測定は13日に仙台市で始まり、16日以降、東北大が分析する。対象校は50校程度。内訳は、市町村立の小中校が計44校、県立高校4校、特別支援学校2校とする予定。
結果は、測定の1週間後をめどに県と県教委のホームページで公表する。プール利用に関する放射線量の国の基準はなく、県教委は飲料用水道水の基準を基に評価する。
被災者に配分する義援金支給の遅れがただされたのに対し、岡部敦保健福祉部長は6市町から支給事務に携わる職員の追加派遣の要請があることを報告。「手厚い派遣をしてもらうよう国に要請し、支給の促進に努めたい」と答えた。

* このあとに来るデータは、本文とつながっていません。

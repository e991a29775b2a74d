//! Service identity and metric labels.

use std::ffi::OsString;
use std::path::{Path, PathBuf};

/// One supervised service, identified by its supervision directory.
#[derive(Debug, Clone, PartialEq, Eq)]
pub struct Service {
    /// Base name of the service directory, possibly dotted. Lossy for
    /// directory names that are not UTF-8.
    pub name: String,
    /// Directory containing the service directory.
    pub path: PathBuf,
    /// Base name exactly as found on disk.
    dir_name: OsString,
}

impl Service {
    pub fn new(name: impl Into<String>, path: impl Into<PathBuf>) -> Self {
        let name = name.into();
        Self {
            dir_name: OsString::from(&name),
            name,
            path: path.into(),
        }
    }

    /// Builds a service from the path of its directory.
    ///
    /// Returns `None` for paths without a final component (e.g. `/`).
    pub fn from_dir(dir: &Path) -> Option<Self> {
        let dir_name = dir.file_name()?.to_os_string();
        Some(Self {
            name: dir_name.to_string_lossy().into_owned(),
            path: dir.parent().unwrap_or(Path::new("")).to_path_buf(),
            dir_name,
        })
    }

    /// Full path of the service directory.
    pub fn dir(&self) -> PathBuf {
        self.path.join(&self.dir_name)
    }

    /// Name used for the `service` label.
    pub fn stripped_name(&self) -> &str {
        stripped_name(&self.name)
    }
}

impl std::fmt::Display for Service {
    fn fmt(&self, f: &mut std::fmt::Formatter<'_>) -> std::fmt::Result {
        write!(f, "{}", self.dir().display())
    }
}

/// Returns the part of `name` after its last `.`, or `name` itself.
///
/// `"foo.bar.baz"` -> `"baz"`, `"simple"` -> `"simple"`.
pub fn stripped_name(name: &str) -> &str {
    match name.rsplit_once('.') {
        Some((_, last)) => last,
        None => name,
    }
}

/// Ordered label list attached to every sample of one service.
///
/// Keys and values are stored as pairs, so [`keys`](Self::keys) and
/// [`values`](Self::values) always line up index for index.
#[derive(Debug, Clone, PartialEq, Eq)]
pub struct ServiceLabels {
    pairs: Vec<(&'static str, String)>,
}

impl ServiceLabels {
    pub const SERVICE: &'static str = "service";
    pub const CHANNEL_ID: &'static str = "channel_id";

    /// Builds labels for `service`. An empty `channel_id` is omitted.
    pub fn new(service: &Service, channel_id: &str) -> Self {
        let mut pairs = vec![(Self::SERVICE, service.stripped_name().to_string())];
        if !channel_id.is_empty() {
            pairs.push((Self::CHANNEL_ID, channel_id.to_string()));
        }
        Self { pairs }
    }

    pub fn get(&self, key: &str) -> Option<&str> {
        self.pairs
            .iter()
            .find(|(k, _)| *k == key)
            .map(|(_, v)| v.as_str())
    }

    pub fn keys(&self) -> Vec<String> {
        self.pairs.iter().map(|(k, _)| k.to_string()).collect()
    }

    pub fn values(&self) -> Vec<String> {
        self.pairs.iter().map(|(_, v)| v.clone()).collect()
    }

    pub fn len(&self) -> usize {
        self.pairs.len()
    }

    pub fn is_empty(&self) -> bool {
        self.pairs.is_empty()
    }
}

観光の振興策では、河端章好経済商工観光部長が「仙台・宮城『伊達な旅』復興キャンペーン」を7月に展開することを公表。「交流人口の拡大は復興の一助になる。松島など、宮城の観光地の安全安心を発信したい」と語った。
震災対応で全国の自治体から県内に派遣された職員が10日現在、警察、行政、教育各部門で計21万人を超えたことも示された。
予算特別委員会後の本会議で県は、多賀城市の災害廃棄物処理を県が受託することとする議案を追加提出した。